Highpoint of Cape Coral residents observe Memorial Day early
Highpoint of Cape Coral residents observed Memorial Day early on Thursday with a visit from seven students from Mariner High School’s JROTC Leadership Academy. The academy’s students go out into the community often to fulfill their mission of becoming better citizens.
According to Director of Sales and Marketing Nate Jackson, more than 33 veterans reside at Highpoint. Their photos are proudly displayed and fill a whole wall off the lobby. Some are World War II veterans; others fought in Korea or Vietnam.
Major Bryan Williams, a 25-year veteran, supervises 650 cadets at Mariner. They all attend daytime leadership classes. About 150 of them participate in eight after-school activities, and from those students come the ones trained to participate in community events.
The ceremony at Highpoint began with the presentation of colors followed by an a cappella rendition of the national anthem by Cadet Greenland. She was the only sophomore in the group of seniors and had been given only 12 hours notice to prepare to sing in front of a lobby full of residents. Acquiring poise is one of the program’s many benefits.
Next, four of the cadets demonstrated the proper way to fold the American flag as Cadet Williams, Chief of Staff, narrated the meaning of each fold.

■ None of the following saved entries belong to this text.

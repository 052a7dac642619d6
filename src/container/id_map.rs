use crate::errors::ContainerError;
use crate::types::Credentials;
use std::fmt;

/// First host identifier handed to an unprivileged container.
pub const UNPRIVILEGED_UID: u32 = 100_000;

/// The guest's system user. The credentials we start with take its place.
pub const ANDROID_SYSTEM_UID: u32 = 1000;

/// Size of the identifier space the guest expects.
pub const MAX_ID: u32 = 65536;

#[derive(Debug, Clone, Copy, PartialEq, Eq)]
pub enum IdKind {
    User,
    Group,
}

impl IdKind {
    pub fn tag(self) -> char {
        match self {
            IdKind::User => 'u',
            IdKind::Group => 'g',
        }
    }
}

/// One `lxc.id_map` line: `length` identifiers starting at `sandbox_start`
/// inside the container map to the ones starting at `host_start`.
#[derive(Debug, Clone, Copy, PartialEq, Eq)]
pub struct IdentifierRange {
    pub kind: IdKind,
    pub sandbox_start: u32,
    pub host_start: u32,
    pub length: u32,
}

impl IdentifierRange {
    pub fn sandbox_end(&self) -> u32 {
        self.sandbox_start + self.length
    }
}

impl fmt::Display for IdentifierRange {
    fn fmt(&self, f: &mut fmt::Formatter<'_>) -> fmt::Result {
        write!(
            f,
            "{} {} {} {}",
            self.kind.tag(),
            self.sandbox_start,
            self.host_start,
            self.length
        )
    }
}

/**
 * Computes the identifier map for an unprivileged container.
 *
 * Per class (users, then groups) the guest space is split in three:
 * everything below the system user is shifted by `base`, the system user
 * itself maps onto the host identity from `creds` (it owns the sockets we
 * bind mount in), and everything above is shifted by `base` again. The
 * three ranges cover `[0, MAX_ID)` exactly once.
 *
 * Older configs start with `u 0 <base> <uid - 1>`, a layout that leaves gaps
 * and overlaps for most uids, so their low ranges differ from these.
 *
 * Entries are ordered the way the runtime expects them: the low ranges for
 * both classes, then the system ranges, then the high ranges.
 */
pub fn compute_id_map(
    creds: &Credentials,
    base: u32,
) -> Result<Vec<IdentifierRange>, ContainerError> {
    let uid = creds.uid.as_raw();
    let gid = creds.gid.as_raw();
    check_host_id("uid", uid, base)?;
    check_host_id("gid", gid, base)?;

    let low = |kind| IdentifierRange {
        kind,
        sandbox_start: 0,
        host_start: base,
        length: ANDROID_SYSTEM_UID,
    };
    let system = |kind, host_start| IdentifierRange {
        kind,
        sandbox_start: ANDROID_SYSTEM_UID,
        host_start,
        length: 1,
    };
    let high = |kind| IdentifierRange {
        kind,
        sandbox_start: ANDROID_SYSTEM_UID + 1,
        host_start: base + ANDROID_SYSTEM_UID + 1,
        length: MAX_ID - ANDROID_SYSTEM_UID - 1,
    };

    Ok(vec![
        low(IdKind::User),
        low(IdKind::Group),
        system(IdKind::User, uid),
        system(IdKind::Group, gid),
        high(IdKind::User),
        high(IdKind::Group),
    ])
}

fn check_host_id(
    what: &str,
    id: u32,
    base: u32,
) -> Result<(), ContainerError> {
    if id == 0 {
        return Err(ContainerError::InvalidCredentials(format!(
            "{} 0 can't be mapped onto the guest system user",
            what
        )));
    }
    // Identifiers past the 16 bit space are left undefined by the map layout
    if id >= MAX_ID {
        return Err(ContainerError::InvalidCredentials(format!(
            "{} {} is outside the mappable range [1, {})",
            what, id, MAX_ID
        )));
    }
    if base != 0 && id >= base && id < base.saturating_add(MAX_ID) {
        return Err(ContainerError::InvalidCredentials(format!(
            "{} {} collides with the shifted range starting at {}",
            what, id, base
        )));
    }
    Ok(())
}

#[cfg(test)]
mod tests {
    use super::*;

    fn class(ranges: &[IdentifierRange], kind: IdKind) -> Vec<IdentifierRange> {
        let mut out: Vec<_> =
            ranges.iter().filter(|r| r.kind == kind).cloned().collect();
        out.sort_by_key(|r| r.sandbox_start);
        out
    }

    #[test]
    fn test_ranges_cover_space_exactly_once() {
        for uid in [1002u32, 1500, 4242, 30000, 65535] {
            let creds = Credentials::new(uid, uid - 1);
            let ranges = compute_id_map(&creds, UNPRIVILEGED_UID).unwrap();
            assert_eq!(ranges.len(), 6);

            for kind in [IdKind::User, IdKind::Group] {
                let sorted = class(&ranges, kind);
                assert_eq!(sorted.iter().map(|r| r.length).sum::<u32>(), MAX_ID);
                assert_eq!(sorted[0].sandbox_start, 0);
                for pair in sorted.windows(2) {
                    assert_eq!(pair[0].sandbox_end(), pair[1].sandbox_start);
                }
                assert_eq!(sorted[sorted.len() - 1].sandbox_end(), MAX_ID);
            }
        }
    }

    #[test]
    fn test_system_user_maps_to_credentials() {
        let creds = Credentials::new(4000, 4001);
        let ranges = compute_id_map(&creds, UNPRIVILEGED_UID).unwrap();
        let user = class(&ranges, IdKind::User);
        let group = class(&ranges, IdKind::Group);

        assert_eq!(user[1].sandbox_start, ANDROID_SYSTEM_UID);
        assert_eq!(user[1].host_start, 4000);
        assert_eq!(user[1].length, 1);
        assert_eq!(group[1].host_start, 4001);

        assert_eq!(user[0].host_start, UNPRIVILEGED_UID);
        assert_eq!(user[2].host_start, UNPRIVILEGED_UID + ANDROID_SYSTEM_UID + 1);
    }

    #[test]
    fn test_render() {
        let creds = Credentials::new(1002, 1003);
        let lines: Vec<String> = compute_id_map(&creds, UNPRIVILEGED_UID)
            .unwrap()
            .iter()
            .map(|r| r.to_string())
            .collect();
        assert_eq!(
            lines,
            vec![
                "u 0 100000 1000",
                "g 0 100000 1000",
                "u 1000 1002 1",
                "g 1000 1003 1",
                "u 1001 101001 64535",
                "g 1001 101001 64535",
            ]
        );
    }

    #[test]
    fn test_invalid_credentials() {
        for (uid, gid) in [(0, 1000), (1000, 0), (65536, 1000), (100_500, 1000)]
        {
            let creds = Credentials::new(uid, gid);
            assert!(matches!(
                compute_id_map(&creds, UNPRIVILEGED_UID),
                Err(ContainerError::InvalidCredentials(_))
            ));
        }
    }
}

After learning about the meaning of the Missing Man or Fallen Comrade table at the JROTC Ball, the students asked if they could begin the practice in the community. Cadet Williams again described each element on the table. One by one, flags were added to the table in honor of Army, Marine Corps, Navy, Air Force, Coast Guard, and fallen heroes of all branches. As each flag was presented, the cadet intoned “Remember.”
Earlier in the week, the students learned about Gold Star families and the significance of red poppies and taps. Photos taken at this event along with a narrative were to be assembled into a storyboard and shown to classes on Friday.
According to Major Williams, about three to five students from an average senior class of 50 go into the military after high school. Of the cadets present at Highpoint, several were going to college under full ROTC scholarships after which they would join the military. All of the JROTC students are required to develop what they call Plan A for their lives. Each of them already has a resume. Most of this year’s graduating class are going to college or a trade school.
Many military officials point to research indicating JROTC students have better school attendance, better percentage of college enrollment, higher test scores, and higher GPAs.